Ms Faye has recently gone on record saying that the IABA (Irish Athletic Boxing Association) has evinced a dearth of equality regarding the new High-Performance Unit. The reason is because the Association has not made room for a single female coach in its staffing.
She is not alone in her opinion. Her sentiment is also echoed by some of the longest-serving coaches in boxing; and these include the vice-president of IABA as well as the Munster Provincial Boxing Council’s president, Bernard Dunne. Dunne’s name many readers will recognise as being a one-time WBA, and European Super Bantamweight champion.
Having no female coaches in the HPU will hinder progress
The High-Performance Unit (HPU) already has some notable female boxers on its books – Katie Taylor the IBF, and WBA light-heavyweight ladies champion, and the World Champion silver medallist, Kellie Harrington.

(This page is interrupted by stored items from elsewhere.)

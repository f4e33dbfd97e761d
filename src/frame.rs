//! Frame codec: builds and parses the encrypted, self-describing byte
//! sequence that one image carries.
//!
//! Frame layout:
//!
//! ```text
//! [4B LE header len][header JSON][zero pad to 1024][12B nonce]
//! [ciphertext || 16B tag][8B sentinel]
//! ```
//!
//! The header JSON is the AEAD associated data, which binds every metadata
//! field to the ciphertext: any header modification fails authentication.
//! The sentinel bounds the ciphertext inside the zero-padded pixel buffer;
//! the outer buffer length is never a framing authority.

use aes_gcm::aead::{Aead, KeyInit, Payload};
use aes_gcm::{Aes256Gcm, Nonce};
use sha2::{Digest, Sha256};
use tracing::warn;

use crate::compression;
use crate::config::{HEADER_BUDGET, HEADER_LEN_PREFIX, NONCE_SIZE, SENTINEL, TAG_SIZE};
use crate::error::{CodecError, Result};
use crate::header::ChunkHeader;
use crate::key::{DerivedKey, random_bytes};

/// Hex-encoded SHA-256 of a byte slice.
pub fn sha256_hex(bytes: &[u8]) -> String {
    hex::encode(Sha256::digest(bytes))
}

fn cipher_for(key: &DerivedKey) -> Result<Aes256Gcm> {
    Aes256Gcm::new_from_slice(key.as_bytes())
        .map_err(|e| CodecError::Crypto(format!("cipher init failed: {e}")))
}

/// Builds the frame for one chunk.
///
/// The SHA-256 recorded in the header is always computed over the
/// pre-compression plaintext. Compression is kept only when it is strictly
/// smaller than the raw chunk; a compressor failure falls back to raw.
pub fn build(
    chunk: &[u8],
    key: &DerivedKey,
    mut header: ChunkHeader,
    compress: bool,
) -> Result<Vec<u8>> {
    if chunk.is_empty() {
        return Err(CodecError::EmptyInput);
    }

    header.sha256 = sha256_hex(chunk);

    let mut plain: &[u8] = chunk;
    let compressed_buf;
    if compress {
        match compression::compress(chunk) {
            Ok(candidate) if candidate.len() < chunk.len() => {
                compressed_buf = candidate;
                plain = &compressed_buf;
                header.compressed = true;
            }
            Ok(_) => {}
            Err(e) => {
                warn!(chunk = header.orig_chunk_index, error = %e, "compression failed, storing raw");
            }
        }
    }

    let header_json = header.to_json()?;
    if header_json.len() + HEADER_LEN_PREFIX > HEADER_BUDGET {
        return Err(CodecError::HeaderTooLarge {
            size: header_json.len() + HEADER_LEN_PREFIX,
            max: HEADER_BUDGET,
        });
    }

    let nonce_bytes: [u8; NONCE_SIZE] = random_bytes();
    let nonce = Nonce::from_slice(&nonce_bytes);

    let ciphertext = cipher_for(key)?
        .encrypt(nonce, Payload { msg: plain, aad: &header_json })
        .map_err(|e| CodecError::Crypto(format!("encryption failed: {e}")))?;

    let mut frame = Vec::with_capacity(HEADER_BUDGET + NONCE_SIZE + ciphertext.len() + SENTINEL.len());
    frame.extend_from_slice(&u32::try_from(header_json.len()).expect("header fits u32").to_le_bytes());
    frame.extend_from_slice(&header_json);
    frame.resize(HEADER_BUDGET, 0);
    frame.extend_from_slice(&nonce_bytes);
    frame.extend_from_slice(&ciphertext);
    frame.extend_from_slice(SENTINEL);

    Ok(frame)
}

/// A structurally valid frame whose header has been parsed but whose
/// ciphertext has not yet been authenticated.
pub struct ParsedFrame {
    pub header: ChunkHeader,
    /// Exact header bytes from the frame, reused verbatim as AAD. The header
    /// must not be re-serialized for decryption.
    header_json: Vec<u8>,
    /// Everything past the header budget: nonce, ciphertext, sentinel, and
    /// any pixel zero padding.
    body: Vec<u8>,
}

/// Parses the plaintext header region of a frame.
///
/// Only structural and format checks happen here; nothing is trusted until
/// [`decrypt`] authenticates the frame.
pub fn parse(frame: &[u8]) -> Result<ParsedFrame> {
    if frame.len() < HEADER_BUDGET + NONCE_SIZE {
        return Err(CodecError::CorruptFrame(format!(
            "frame is {} bytes, below the {} byte minimum",
            frame.len(),
            HEADER_BUDGET + NONCE_SIZE
        )));
    }

    let header_len =
        u32::from_le_bytes(frame[..HEADER_LEN_PREFIX].try_into().expect("prefix is 4 bytes")) as usize;
    if header_len == 0 || header_len > HEADER_BUDGET - HEADER_LEN_PREFIX {
        return Err(CodecError::CorruptFrame(format!("invalid header length {header_len}")));
    }

    let header_json = frame[HEADER_LEN_PREFIX..HEADER_LEN_PREFIX + header_len].to_vec();
    let header = ChunkHeader::from_json(&header_json)?;

    Ok(ParsedFrame { header, header_json, body: frame[HEADER_BUDGET..].to_vec() })
}

/// Decrypts and verifies a parsed frame, returning the plaintext chunk.
///
/// The ciphertext is bounded by scanning for the sentinel from the tail;
/// zero padding behind the sentinel never reaches the cipher. If the
/// sentinel is absent, trailing zero bytes are trimmed instead — a legacy
/// heuristic that can misparse ciphertext genuinely ending in zeros, kept
/// for compatibility with frames written before the sentinel existed.
pub fn decrypt(parsed: &ParsedFrame, key: &DerivedKey) -> Result<Vec<u8>> {
    let index = parsed.header.orig_chunk_index;
    let body = &parsed.body;

    let nonce = Nonce::from_slice(&body[..NONCE_SIZE]);
    let rest = &body[NONCE_SIZE..];

    let ciphertext = match rest.windows(SENTINEL.len()).rposition(|w| w == SENTINEL) {
        Some(end) => &rest[..end],
        None => {
            warn!(chunk = index, "sentinel missing, trimming trailing zeros");
            match rest.iter().rposition(|&b| b != 0) {
                Some(last) => &rest[..=last],
                None => rest,
            }
        }
    };

    if ciphertext.len() < TAG_SIZE {
        return Err(CodecError::CorruptFrame(format!(
            "ciphertext is {} bytes, shorter than the auth tag",
            ciphertext.len()
        )));
    }

    let plaintext = cipher_for(key)?
        .decrypt(nonce, Payload { msg: ciphertext, aad: &parsed.header_json })
        .map_err(|_| CodecError::Authentication { index })?;

    let plaintext = if parsed.header.compressed {
        compression::decompress(&plaintext)
            .map_err(|e| CodecError::Decompression { index, reason: e.to_string() })?
    } else {
        plaintext
    };

    if sha256_hex(&plaintext) != parsed.header.sha256 {
        return Err(CodecError::Integrity { index });
    }

    Ok(plaintext)
}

According to Faye, the HPU, which staffed by men only, is planning on taking the training of the Irish junior and youth girls’ teams under its wing. This she says, can be seen as a slur on the ability that the existing female coaches have shown to date.
She firmly believes that having no female coaches amongst the unit’s staff could severely hinder the development of female boxers. Boxing fans everywhere (including those who have fared well in the King of the Knockouts’ quiz) have a right to be concerned – for the future of ladies boxing.
Antoinette Fay’s professional pedigree
Antoinette Faye is a well-respected boxing professional. She has recently returned home to Ireland from Spain where she trained with the women’s senior elite team. They won a bronze and two gold medals. She’s the only Irish female boxer to have reached the status of being rated as 2-star AIBI World Body international boxing coach as well as being a fully qualified boxing teacher.
In terms of her international coaching career, the teams she has been associated with have won a stunning nine gold, 12 silver, plus 16 bronze medals from seven international competitions over a three-year period.
The IABA is sending out the wrong message to female boxers
She made her mind up to attack the supposed gender disparity issue after she was passed over for a place within the coach enhancement scheme. Not only were no women appointed, but she maintains that she, herself, is more qualified than five of her male counterparts who were given positions.
Faye feels that she has to speak up now, what with plans in the pipeline to usurp the training of both the junior as well as the youth girls teams – especially as these young ladies are currently being coached by female coaches.
She understands that the Irish ladies boxing teams need the best possible facilities, but she is adamant that this should include multi-gender coaching.
In the past, the IABA have been very supportive of women at all levels in the sport. But, she feels that on this occasion that support has dissipated. What sort of a message she asks, is having no female coaching in Abbotstown broadcasting, not only to lady boxers but to women in general?